---------- Information given ----------

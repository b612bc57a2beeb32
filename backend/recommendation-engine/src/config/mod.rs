use crate::error::{RecommendError, Result};
use crate::models::{MAX_RATING, MIN_RATING};
use crate::services::similarity::SimilarityMetric;
use serde::{Deserialize, Serialize};

/// Engine defaults, read from `RECOMMENDER_*` environment variables.
#[derive(Debug, Clone, Deserialize)]
pub struct EngineConfig {
    #[serde(default = "default_strategy")]
    pub default_strategy: String,
    #[serde(default = "default_top_n")]
    pub default_top_n: usize,
    #[serde(default)]
    pub diversity_lambda: f64,
    #[serde(default = "default_weight")]
    pub collab_weight: f64,
    #[serde(default = "default_weight")]
    pub content_weight: f64,
    #[serde(default = "default_min_result_threshold")]
    pub min_result_threshold: usize,
    #[serde(default = "default_neighbor_k")]
    pub neighbor_k: usize,
    #[serde(default = "default_min_co_rated")]
    pub min_co_rated: usize,
    #[serde(default = "default_liked_threshold")]
    pub liked_threshold: i32,
    #[serde(default)]
    pub similarity_metric: SimilarityMetric,
}

fn default_strategy() -> String {
    "hybrid".to_string()
}

fn default_top_n() -> usize {
    10
}

fn default_weight() -> f64 {
    0.5
}

fn default_min_result_threshold() -> usize {
    5
}

fn default_neighbor_k() -> usize {
    20
}

fn default_min_co_rated() -> usize {
    2
}

fn default_liked_threshold() -> i32 {
    4
}

impl Default for EngineConfig {
    fn default() -> Self {
        Self {
            default_strategy: default_strategy(),
            default_top_n: default_top_n(),
            diversity_lambda: 0.0,
            collab_weight: default_weight(),
            content_weight: default_weight(),
            min_result_threshold: default_min_result_threshold(),
            neighbor_k: default_neighbor_k(),
            min_co_rated: default_min_co_rated(),
            liked_threshold: default_liked_threshold(),
            similarity_metric: SimilarityMetric::default(),
        }
    }
}

impl EngineConfig {
    pub fn from_env() -> Result<Self> {
        dotenvy::dotenv().ok();
        let config: EngineConfig = envy::prefixed("RECOMMENDER_").from_env()?;
        config.validate()?;
        Ok(config)
    }

    pub fn validate(&self) -> Result<()> {
        if self.default_strategy.trim().is_empty() {
            return Err(RecommendError::Configuration(
                "default_strategy cannot be empty".to_string(),
            ));
        }
        self.default_options()
            .validate()
            .map_err(|e| RecommendError::Configuration(e.to_string()))
    }

    /// Request options seeded from this config
    pub fn default_options(&self) -> RecommendOptions {
        RecommendOptions {
            diversity_lambda: self.diversity_lambda,
            collab_weight: self.collab_weight,
            content_weight: self.content_weight,
            min_result_threshold: self.min_result_threshold,
            neighbor_k: self.neighbor_k,
            min_co_rated: self.min_co_rated,
            liked_threshold: self.liked_threshold,
            similarity_metric: self.similarity_metric,
            category_filter: None,
            min_score: None,
        }
    }
}

/// Per-request tuning knobs.
#[derive(Debug, Clone, PartialEq, Serialize, Deserialize)]
#[serde(rename_all = "camelCase", default)]
pub struct RecommendOptions {
    /// 0 disables diversity re-ranking
    pub diversity_lambda: f64,
    pub collab_weight: f64,
    pub content_weight: f64,
    /// Cold-start results are merged in below this many primary results
    pub min_result_threshold: usize,
    pub neighbor_k: usize,
    pub min_co_rated: usize,
    /// Ratings at or above this count as "liked" for content profiles
    pub liked_threshold: i32,
    pub similarity_metric: SimilarityMetric,
    pub category_filter: Option<String>,
    pub min_score: Option<f64>,
}

impl Default for RecommendOptions {
    fn default() -> Self {
        EngineConfig::default().default_options()
    }
}

impl RecommendOptions {
    pub fn with_diversity(mut self, lambda: f64) -> Self {
        self.diversity_lambda = lambda;
        self
    }

    pub fn with_weights(mut self, collab: f64, content: f64) -> Self {
        self.collab_weight = collab;
        self.content_weight = content;
        self
    }

    pub fn with_category(mut self, category: &str) -> Self {
        self.category_filter = Some(category.to_string());
        self
    }

    pub fn with_min_score(mut self, min_score: f64) -> Self {
        self.min_score = Some(min_score);
        self
    }

    pub fn with_min_result_threshold(mut self, threshold: usize) -> Self {
        self.min_result_threshold = threshold;
        self
    }

    pub fn validate(&self) -> Result<()> {
        if !self.diversity_lambda.is_finite() || !(0.0..=1.0).contains(&self.diversity_lambda) {
            return Err(RecommendError::InvalidOptions(format!(
                "diversityLambda must be within [0, 1], got {}",
                self.diversity_lambda
            )));
        }

        for (name, weight) in [
            ("collabWeight", self.collab_weight),
            ("contentWeight", self.content_weight),
        ] {
            if !weight.is_finite() || weight < 0.0 {
                return Err(RecommendError::InvalidOptions(format!(
                    "{} must be a finite value >= 0, got {}",
                    name, weight
                )));
            }
        }
        if self.collab_weight + self.content_weight <= 0.0 {
            return Err(RecommendError::InvalidOptions(
                "collabWeight and contentWeight cannot both be 0".to_string(),
            ));
        }

        if !(MIN_RATING..=MAX_RATING).contains(&self.liked_threshold) {
            return Err(RecommendError::InvalidOptions(format!(
                "likedThreshold must be between {} and {}, got {}",
                MIN_RATING, MAX_RATING, self.liked_threshold
            )));
        }

        if let Some(min_score) = self.min_score {
            if !min_score.is_finite() {
                return Err(RecommendError::InvalidOptions(
                    "minScore must be finite".to_string(),
                ));
            }
        }

        Ok(())
    }

    /// Collaborative / content weights renormalized to sum to 1
    pub fn normalized_weights(&self) -> (f64, f64) {
        let total = self.collab_weight + self.content_weight;
        if total <= 0.0 {
            return (0.5, 0.5);
        }
        (self.collab_weight / total, self.content_weight / total)
    }
}
//! Shared catalog for strategy unit tests.

use crate::models::{ItemRecord, RatingRecord};
use crate::services::snapshot::Snapshot;

pub fn books() -> Vec<ItemRecord> {
    vec![
        ItemRecord::new(1, "Pride and Prejudice", "Romance", 4.2)
            .with_feature("genre", "romance")
            .with_feature("tags", vec!["classic", "love"]),
        ItemRecord::new(2, "To Kill a Mockingbird", "Classic", 4.5)
            .with_feature("genre", "drama")
            .with_feature("tags", vec!["classic"]),
        ItemRecord::new(3, "1984", "Dystopian", 4.3)
            .with_feature("genre", "dystopian")
            .with_feature("tags", vec!["classic", "politics"]),
        ItemRecord::new(4, "The Great Gatsby", "Classic", 4.0)
            .with_feature("genre", "drama")
            .with_feature("tags", vec!["classic", "love"]),
        ItemRecord::new(5, "The Hobbit", "Fantasy", 4.7)
            .with_feature("genre", "fantasy")
            .with_feature("tags", vec!["adventure"]),
        ItemRecord::new(6, "Dune", "SciFi", 4.4)
            .with_feature("genre", "scifi")
            .with_feature("tags", vec!["adventure", "politics"]),
    ]
}

/// User 2 agrees with user 1, user 3 disagrees, user 4 mostly agrees.
pub fn ratings() -> Vec<RatingRecord> {
    vec![
        RatingRecord::new(1, 1, 5),
        RatingRecord::new(1, 2, 4),
        RatingRecord::new(1, 3, 2),
        RatingRecord::new(2, 1, 5),
        RatingRecord::new(2, 2, 4),
        RatingRecord::new(2, 3, 2),
        RatingRecord::new(2, 4, 5),
        RatingRecord::new(2, 6, 1),
        RatingRecord::new(3, 1, 1),
        RatingRecord::new(3, 2, 2),
        RatingRecord::new(3, 3, 5),
        RatingRecord::new(3, 4, 1),
        RatingRecord::new(3, 5, 5),
        RatingRecord::new(4, 1, 4),
        RatingRecord::new(4, 2, 5),
        RatingRecord::new(4, 3, 1),
        RatingRecord::new(4, 5, 4),
    ]
}

pub fn snapshot() -> Snapshot {
    Snapshot::build(&ratings(), &books())
}
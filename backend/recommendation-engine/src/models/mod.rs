use chrono::{DateTime, Utc};
use serde::{Deserialize, Serialize};
use std::collections::{BTreeMap, BTreeSet};

/// Alias for user identifiers supplied by the catalog owner.
pub type UserId = u64;
/// Alias for item identifiers supplied by the catalog owner.
pub type ItemId = u64;

/// Valid rating range (inclusive).
pub const MIN_RATING: i32 = 1;
pub const MAX_RATING: i32 = 5;

/// A single explicit rating, as handed over by the persistence layer.
#[derive(Debug, Clone, PartialEq, Serialize, Deserialize)]
pub struct RatingRecord {
    pub user_id: UserId,
    pub item_id: ItemId,
    pub value: i32,
    #[serde(default = "Utc::now")]
    pub timestamp: DateTime<Utc>,
}

impl RatingRecord {
    pub fn new(user_id: UserId, item_id: ItemId, value: i32) -> Self {
        Self {
            user_id,
            item_id,
            value,
            timestamp: Utc::now(),
        }
    }

    pub fn at(mut self, timestamp: DateTime<Utc>) -> Self {
        self.timestamp = timestamp;
        self
    }
}

/// Attribute value on an item.
#[derive(Debug, Clone, PartialEq, Serialize, Deserialize)]
#[serde(untagged)]
pub enum FeatureValue {
    Bool(bool),
    Number(f64),
    Text(String),
    List(Vec<String>),
}

impl From<&str> for FeatureValue {
    fn from(value: &str) -> Self {
        FeatureValue::Text(value.to_string())
    }
}

impl From<f64> for FeatureValue {
    fn from(value: f64) -> Self {
        FeatureValue::Number(value)
    }
}

impl From<bool> for FeatureValue {
    fn from(value: bool) -> Self {
        FeatureValue::Bool(value)
    }
}

impl From<Vec<&str>> for FeatureValue {
    fn from(values: Vec<&str>) -> Self {
        FeatureValue::List(values.into_iter().map(str::to_string).collect())
    }
}

fn default_active() -> bool {
    true
}

/// Catalog entry. Immutable for the duration of one computation.
#[derive(Debug, Clone, PartialEq, Serialize, Deserialize)]
pub struct ItemRecord {
    pub item_id: ItemId,
    #[serde(default)]
    pub name: String,
    pub category: String,
    #[serde(default)]
    pub features: BTreeMap<String, FeatureValue>,
    #[serde(default)]
    pub popularity: f64,
    #[serde(default = "default_active")]
    pub is_active: bool,
}

impl ItemRecord {
    pub fn new(item_id: ItemId, name: &str, category: &str, popularity: f64) -> Self {
        Self {
            item_id,
            name: name.to_string(),
            category: category.to_string(),
            features: BTreeMap::new(),
            popularity,
            is_active: true,
        }
    }

    pub fn with_feature(mut self, key: &str, value: impl Into<FeatureValue>) -> Self {
        self.features.insert(key.to_string(), value.into());
        self
    }

    pub fn inactive(mut self) -> Self {
        self.is_active = false;
        self
    }

    /// Display name, falling back to the id when the catalog left it blank
    pub fn display_name(&self) -> String {
        if self.name.trim().is_empty() {
            format!("Item {}", self.item_id)
        } else {
            self.name.clone()
        }
    }
}

/// Preference keys that carry category choices.
const CATEGORY_PREFERENCE_KEYS: [&str; 4] = [
    "category",
    "categories",
    "preferred_categories",
    "favorite_categories",
];

/// Declared user preferences (key -> value), as stored on the user profile.
#[derive(Debug, Clone, Default, PartialEq, Serialize, Deserialize)]
#[serde(transparent)]
pub struct UserPreferences {
    pub values: BTreeMap<String, String>,
}

impl UserPreferences {
    pub fn new() -> Self {
        Self::default()
    }

    pub fn with(mut self, key: &str, value: &str) -> Self {
        self.values.insert(key.to_string(), value.to_string());
        self
    }

    /// Lower-cased category names the user declared interest in.
    pub fn preferred_categories(&self) -> BTreeSet<String> {
        CATEGORY_PREFERENCE_KEYS
            .iter()
            .filter_map(|key| self.values.get(*key))
            .flat_map(|value| value.split(','))
            .map(|c| c.trim().to_lowercase())
            .filter(|c| !c.is_empty())
            .collect()
    }
}

#[derive(Debug, Clone, Copy, PartialEq, Eq, Hash, Serialize, Deserialize)]
#[serde(rename_all = "snake_case")]
pub enum CandidateSource {
    Collaborative, // 相似用戶評分
    Content,       // 內容特徵相似
    Hybrid,        // 混合
    ColdStart,     // 熱門 / 類別先驗
}

impl CandidateSource {
    pub fn as_str(&self) -> &'static str {
        match self {
            CandidateSource::Collaborative => "collaborative",
            CandidateSource::Content => "content",
            CandidateSource::Hybrid => "hybrid",
            CandidateSource::ColdStart => "coldstart",
        }
    }
}

/// What supported a candidate's score.
#[derive(Debug, Clone, PartialEq, Serialize, Deserialize)]
#[serde(tag = "type", rename_all = "snake_case")]
pub enum Evidence {
    Neighbor {
        user_id: UserId,
        similarity: f64,
        rating: f64,
    },
    FeatureOverlap {
        feature: Option<String>,
        anchor_item: Option<ItemId>,
        similarity: f64,
    },
    Popularity {
        popularity: f64,
    },
    CategoryMatch {
        category: String,
    },
}

#[derive(Debug, Clone, PartialEq, Serialize, Deserialize)]
pub struct Candidate {
    pub item_id: ItemId,
    pub raw_score: f64,
    pub source: CandidateSource,
    pub evidence: Vec<Evidence>,
}

impl Candidate {
    pub fn new(item_id: ItemId, raw_score: f64, source: CandidateSource) -> Self {
        Self {
            item_id,
            raw_score,
            source,
            evidence: Vec::new(),
        }
    }

    pub fn with_evidence(mut self, evidence: Evidence) -> Self {
        self.evidence.push(evidence);
        self
    }
}

#[derive(Debug, Clone, Copy, PartialEq, Eq, Serialize, Deserialize)]
#[serde(rename_all = "snake_case")]
pub enum EvidenceType {
    Neighbor,
    FeatureOverlap,
    NeighborAndFeature,
    CategoryMatch,
    Popularity,
    Generic,
}

#[derive(Debug, Clone, PartialEq, Serialize, Deserialize)]
pub struct Explanation {
    pub strategy: CandidateSource,
    pub evidence_type: EvidenceType,
    pub evidence_ref: Option<String>,
    pub human_text: String,
}

#[derive(Debug, Clone, PartialEq, Serialize, Deserialize)]
pub struct Recommendation {
    pub item_id: ItemId,
    pub final_score: f64,
    pub rank: usize,
    pub source: CandidateSource,
    pub explanation: Explanation,
}

/// Item returned by the similar-items lookup.
#[derive(Debug, Clone, PartialEq, Serialize, Deserialize)]
pub struct SimilarItem {
    pub item_id: ItemId,
    pub name: String,
    pub category: String,
    pub similarity: f64,
}

#[derive(Debug, Clone, Default, Serialize)]
pub struct RecommendStats {
    pub primary_count: usize,
    pub cold_start_count: usize,
    pub final_count: usize,
    pub diversified: bool,
}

----------

§ What the task asks
Pick out and copy the lines of the material that include the word "BTreeSet".

§ Solution to this task
use std::collections::{BTreeMap, BTreeSet};
    pub fn preferred_categories(&self) -> BTreeSet<String> {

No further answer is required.